··· RECORDED INFORMATION ···

impl fmt::Display for ThermoPrecision {
    fn fmt(&self, f: &mut fmt::Formatter<'_>) -> fmt::Result {
        if f.alternate() {
            const PARAM_COL: usize = 52; // width reserved for "name = value"
            writeln!(f, "Thermodynamics Precision Parameters")?;
            writeln!(f, "-----------------------------------")?;

            macro_rules! line {
                ($fmt:expr, $val:expr, $comment:expr) => {{
                    let s = format!($fmt, $val);
                    let pad = if s.len() < PARAM_COL {
                        " ".repeat(PARAM_COL - s.len())
                    } else {
                        " ".to_string()
                    };
                    writeln!(f, "  {}{}# {}", s, pad, $comment)
                }};
            }

            writeln!(f, "[Recombination]")?;
            line!(
                "recfast_z_initial            = {:.1}",
                self.recfast_z_initial,
                "Start of the recombination history"
            )?;
            line!(
                "recfast_nz0                  = {}",
                self.recfast_nz0,
                "Number of redshift steps"
            )?;
            line!(
                "recfast_fudge_h              = {:.3}",
                self.recfast_fudge_h,
                "Hydrogen fudge factor"
            )?;
            line!(
                "recfast_fudge_he             = {:.3}",
                self.recfast_fudge_he,
                "Helium fudge factor"
            )?;
            line!(
                "recfast_heswitch             = {}",
                self.recfast_heswitch,
                "Helium corrections level"
            )?;
            line!(
                "recfast_h_frac               = {:.1e}",
                self.recfast_h_frac,
                "Tight coupling switch on t_Th / t_H"
            )?;
            line!(
                "recfast_z_he_1 / delta       = {}",
                format!("{:.0} / {:.0}", self.recfast_z_he_1, self.recfast_delta_z_he_1),
                "HeIII Saha regime"
            )?;
            line!(
                "recfast_z_he_2 / delta       = {}",
                format!("{:.0} / {:.0}", self.recfast_z_he_2, self.recfast_delta_z_he_2),
                "HeII plateau"
            )?;
            line!(
                "recfast_z_he_3 / delta       = {}",
                format!("{:.0} / {:.0}", self.recfast_z_he_3, self.recfast_delta_z_he_3),
                "HeII Saha regime"
            )?;
            line!(
                "recfast_x_he0_trigger        = {}",
                format!(
                    "{:.3} / {:.3} / {:.3}",
                    self.recfast_x_he0_trigger,
                    self.recfast_x_he0_trigger2,
                    self.recfast_x_he0_trigger_delta
                ),
                "Helium Saha exit (trigger / trigger2 / delta)"
            )?;
            line!(
                "recfast_x_h0_trigger         = {}",
                format!(
                    "{:.3} / {:.3} / {:.3}",
                    self.recfast_x_h0_trigger,
                    self.recfast_x_h0_trigger2,
                    self.recfast_x_h0_trigger_delta
                ),
                "Hydrogen Saha exit (trigger / trigger2 / delta)"
            )?;

            writeln!(f, "\n[Integrator]")?;
            line!(
                "ode_rtol                     = {:.1e}",
                self.ode_rtol,
                "Relative tolerance"
            )?;
            line!(
                "ode_atol                     = {:.1e}",
                self.ode_atol,
                "Absolute tolerance"
            )?;
            line!(
                "ode_max_steps                = {}",
                self.ode_max_steps,
                "Step budget per interval"
            )?;
            line!(
                "ode_min_step                 = {:.1e}",
                self.ode_min_step,
                "Step underflow threshold"
            )?;
            line!(
                "ode_step_growth              = {:.2}",
                self.ode_step_growth,
                "Maximum step growth"
            )?;

            writeln!(f, "\n[Reionization]")?;
            line!(
                "reionization_z_start_max     = {:.1}",
                self.reionization_z_start_max,
                "Largest start redshift"
            )?;
            line!(
                "reionization_sampling        = {:.1e}",
                self.reionization_sampling,
                "Relative variation of dkappa/dz per sample"
            )?;
            line!(
                "reionization_max_step        = {:.1e}",
                self.reionization_max_step,
                "Largest sampling step"
            )?;
            line!(
                "reionization_min_step        = {:.1e}",
                self.reionization_min_step,
                "Smallest sampling step"
            )?;
            line!(
                "reionization_optical_depth_tol = {:.1e}",
                self.reionization_optical_depth_tol,
                "Relative tolerance on tau"
            )?;
            line!(
                "reionization_max_iter        = {}",
                self.reionization_max_iter,
                "Root search budget"
            )?;
            line!(
                "reionization_exponent        = {:.2}",
                self.reionization_exponent,
                "Hydrogen transition exponent"
            )?;
            line!(
                "reionization_width           = {:.2}",
                self.reionization_width,
                "Hydrogen transition width"
            )?;
            line!(
                "reionization_start_factor    = {:.1}",
                self.reionization_start_factor,
                "Start redshift offset in widths"
            )?;
            line!(
                "helium_fullreio              = {}",
                format!(
                    "{:.2} / {:.2}",
                    self.helium_fullreio_redshift, self.helium_fullreio_width
                ),
                "Helium full reionization (redshift / width)"
            )?;

            writeln!(f, "\n[Visibility]")?;
            line!(
                "visibility_threshold_free_streaming = {:.1e}",
                self.visibility_threshold_free_streaming,
                "Fraction of the peak"
            )?;
            line!(
                "visibility_z_min / max       = {}",
                format!("{:.0} / {:.0}", self.visibility_z_min, self.visibility_z_max),
                "Peak search window"
            )?;

            Ok(())
        } else {
            write!(
                f,
                "ThermoPrecision(z_initial={:.0}, nz0={}, heswitch={}, rtol={:.1e}, atol={:.1e}, z_start_max={:.1}, tau_tol={:.1e}, fs_threshold={:.1e})",
                self.recfast_z_initial,
                self.recfast_nz0,
                self.recfast_heswitch,
                self.ode_rtol,
                self.ode_atol,
                self.reionization_z_start_max,
                self.reionization_optical_depth_tol,
                self.visibility_threshold_free_streaming,
            )
        }
    }
}
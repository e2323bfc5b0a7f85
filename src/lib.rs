pub mod background;
pub mod constants;
pub mod indices;
pub mod merge;
pub mod numerics;
pub mod precision;
pub mod recombination;
pub mod reionization;
pub mod table;
pub mod thermo_errors;
pub mod thermo_params;
pub mod thermodynamics;

#[cfg(test)]
pub(crate) mod unit_test_global {
    use std::sync::LazyLock;

    use crate::{
        background::lcdm::{LcdmBackground, LcdmParameters},
        indices::IndexRegistry,
        precision::ThermoPrecision,
        recombination::{recombination_with_recfast, RecombinationHistory},
        reionization::{reionization_camb, ReionizationHistory},
        thermo_params::{ReionizationInput, ReionizationScheme, ThermoParams},
    };

    pub(crate) static BACKGROUND: LazyLock<LcdmBackground> =
        LazyLock::new(|| LcdmBackground::new(LcdmParameters::default()).unwrap());

    /// Coarse recombination grid, 5 units of redshift per step.
    pub(crate) static PRECISION: LazyLock<ThermoPrecision> =
        LazyLock::new(|| ThermoPrecision::builder().recfast_nz0(2000).build().unwrap());

    pub(crate) static RECOMBINATION: LazyLock<RecombinationHistory> = LazyLock::new(|| {
        let params = ThermoParams::new(2.7255, 0.25, ReionizationScheme::None).unwrap();
        recombination_with_recfast(&params, &PRECISION, &*BACKGROUND, IndexRegistry::full())
            .unwrap()
    });

    pub(crate) static REIONIZATION_Z11: LazyLock<ReionizationHistory> = LazyLock::new(|| {
        reionization_camb(
            ReionizationInput::Redshift(11.),
            &PRECISION,
            &*BACKGROUND,
            &RECOMBINATION,
            IndexRegistry::full(),
        )
        .unwrap()
    });
}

···

* ACTIVITY *
Copy every line where the word "tolerance" is present in the entries above.

* ANSWER BELOW *
                "Relative tolerance"
                "Absolute tolerance"
                "Relative tolerance on tau"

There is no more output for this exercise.